Once there, my nerves set it.  Soon, the first two people jumped into the water (31.4 degrees, because salt water freezes at a lower temperature.)  Only two people went at a time and each swimmer had a dedicated kayak (thanks, Josh and Gords!)  My name was called (along with another swimmer, named Sue) and we walked down the boat ramp and stood nervously.  We were instructed to go ahead and get ready to jump in (take off our hoodies and boots) with two minutes to go, but Sue and I both agreed that we’d rather stay warm up until the last available seconds.
With 10 seconds left, everyone watching started counting down and we removed our extraneous clothing quickly.  Then we started in…
We walked quickly down the ramp into the water and pushed into the coldest water I have ever felt.  This is not an exaggeration.  Anything that I’ve felt that was this cold, was ice.  But mind over matter quickly became key.
Within 20 seconds, my fingers and toes started going numb.  I’ve been thinking for two hours about how I’d describe what it felt like, swimming in this water.  I’m still sort of searching for the right words, but it’s sufficient to say that it was surreal.  Maybe “painful” is apt.  ”Shocking”?  At two minutes in, I was frozen.  My arms struggled to keep their form, my legs dutifully kicked, like I’d taught them, all through 2012.  But soon feeling was gone from my arms and legs.  Not completely, but enough that the last sentence is hardly hyperbole.
I managed to stay in front of Sue for most of the first half.  This was important to me, not because I was trying to win or beat anyone, but because I know that I’m swimming with incredibly experienced and knowledgeable people.  If I could stay with Sue for at least a little while, then I’d be off to a good start.  There was a 15 minute time limit for this swim, so if I had a good start, then I’d more than likely make it back before I was mercifully pulled from the water and into a kayak.
We hit the 200 meter point, where a buoy sat, freezing it’s orange triangle off.  At this point, Sue started to kick my butt.  I mean, she TOOK OFF.  I wouldn’t see her again until we were out of the water.
When I turned around to head back for the last half, Josh (my kayaker and open water neighbor to the North) started yelling at me (encouragingly.)  Every so often he’d lie to me about how close I was and how I was “almost there.”  Being a seasoned marathoner, I knew that he was full of it.  When running the Saint George Marathon, you can be six miles from the finish, but there are still spectators yelling to you that you “look great” (lie #1) and that you’re almost there (serious lie # 2.)
But by default, Josh became correct.  Soon, I really was “almost there.”  The last two minutes of swimming, I’m pretty sure I was grunting like a dying elk every time I took a breath on my left side.
After approximately several hours (in my mind), I reached the end.  I stood up and gave a fake, arms up, triumphant “I’m great” symbol with my hands and was handed my hot water in a milk jug.  I poured that over my body and barely felt it’s warmth.  I was helped into a van, where several other miserable but elated (kinda?) swimmers sat, happy to be done.  Sue was in there, winning at recovering as well.
After about 25 minutes of warming up, drinking a cup of hot chocolate, I managed to find my family in the van.
Wow.  I’ll never do that again.
Probably.
Now it’s time to go watch Les Miserables.
Irony.

Christmas Eve-Morning Polar Bear Plunge in Utah Lake

Image

At 8:20 AM, this morning, Kris Cole and his family met me and my family at the Nelsonshack (the real one).  We then drove down to Utah Lake for the first Christmas Eve Day Oh-Man-Please-Don’t-Let-This-Be-Annual Polar Bear Plunge at Utah Lake.  At about 8:30, Kris and I walked down into the barely-unfrozen water of Utah Lake.

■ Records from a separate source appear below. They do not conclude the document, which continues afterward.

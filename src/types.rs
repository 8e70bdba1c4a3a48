//! Core pipeline types: state snapshot, timings, and the output artifact

use crate::error::Result;
use crate::services::io::ImageIOService;
use crate::services::progress::PipelineStage;
use image::RgbaImage;
use serde::{Deserialize, Serialize};
use std::path::Path;

/// Snapshot of the pipeline's user-visible state.
///
/// Progress is monotonically non-decreasing during one run and resets to 0
/// at the start of a new run or on failure.
#[derive(Debug, Clone, Serialize, Deserialize)]
pub struct PipelineState {
    /// Current stage of the state machine
    pub stage: PipelineStage,
    /// Progress percentage in `[0, 100]`
    pub progress: u8,
    /// Human-readable status line
    pub status_message: String,
    /// Message of the error that aborted the last run, if any
    pub last_error: Option<String>,
}

impl Default for PipelineState {
    fn default() -> Self {
        Self {
            stage: PipelineStage::Idle,
            progress: 0,
            status_message: PipelineStage::Idle.description().to_string(),
            last_error: None,
        }
    }
}

/// Wall-clock timings of one pipeline run (milliseconds)
#[derive(Debug, Clone, Default, Serialize, Deserialize)]
pub struct ProcessingTimings {
    /// Model read and session creation (0 when the cached session is reused)
    pub model_load_ms: u64,
    /// Input decode
    pub decode_ms: u64,
    /// Tensor preparation
    pub preprocessing_ms: u64,
    /// Inference call
    pub inference_ms: u64,
    /// Output decode and compositing
    pub compositing_ms: u64,
    /// Whole run
    pub total_ms: u64,
}

/// Finished artifact of a successful run
#[derive(Debug, Clone)]
pub struct RemovalOutput {
    /// Composited result at full original resolution
    pub image: RgbaImage,
    /// Dimensions of the source image
    pub original_dimensions: (u32, u32),
    /// Per-stage timings of the producing run
    pub timings: ProcessingTimings,
}

impl RemovalOutput {
    /// Encode the artifact as lossless PNG bytes
    ///
    /// # Errors
    /// - [`crate::error::InpaintError::Composition`] when encoding fails
    pub fn to_png_bytes(&self) -> Result<Vec<u8>> {
        ImageIOService::encode_png(&self.image)
    }

    /// Write the artifact as lossless PNG
    ///
    /// # Errors
    /// - [`crate::error::InpaintError::Composition`] when encoding fails
    /// - [`crate::error::InpaintError::Io`] on write failure
    pub fn save_png<P: AsRef<Path>>(&self, path: P) -> Result<()> {
        ImageIOService::save_png(&self.image, path)
    }
}

#[cfg(test)]
mod tests {
    use super::*;
    use image::Rgba;

    #[test]
    fn test_default_state_is_idle() {
        let state = PipelineState::default();
        assert_eq!(state.stage, PipelineStage::Idle);
        assert_eq!(state.progress, 0);
        assert!(state.last_error.is_none());
    }

    #[test]
    fn test_output_png_round_trip() {
        let output = RemovalOutput {
            image: RgbaImage::from_pixel(5, 4, Rgba([9, 8, 7, 255])),
            original_dimensions: (5, 4),
            timings: ProcessingTimings::default(),
        };
        let bytes = output.to_png_bytes().unwrap();
        let decoded = image::load_from_memory(&bytes).unwrap().to_rgba8();
        assert_eq!(decoded.get_pixel(2, 2).0, [9, 8, 7, 255]);
    }
}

Minute one:  I was shocked.  Kris didn’t just jump out, as I’d expected.  One of the first things your brain does, when you haven’t done this before is order your body out of the water, ASAP.  As soon as we were in the water, I kept telling Kris to to “breathe, breathe, breathe…” and he did.  He actually sat in that 34-ish degree water (coldest I’ve been in) and invited the pain.  It was great.  After about a minute, he called it good and stepped out to dry off and warm off.  Very impressive for a first time winter dip.

4:30 minutes:  Soon, the routine for getting my updates on time was for me to shout up to the van where Wendy was, with one word:  ”Time!”  When she called back, “4:30″, I admit it was a bit discouraging.  There was a secret part of me that wanted to see if I could stay in for 15 minutes.

9:30 minutes:  When I got the report that I was 30 seconds from 10 minutes, I really didn’t feel that 15 minutes was going to happen.  I was already chattering and felt colder than I’d expected.  But I stayed in and just hoped that things would settle down, again.

12:00 minutes:  Sure enough, things calmed down and I felt a little bit of warmth come over me.  It actually scared me.  I know that the lake didn’t heat up.  My guess is that the warmth that I felt was false.  It was probably in my mind, so I knew that my time was winding down for how long I’d stay in.

14:00 minutes:  But then I got the report that I’d been in for 14 minutes.  That was a relief.  I knew I could make it to 15.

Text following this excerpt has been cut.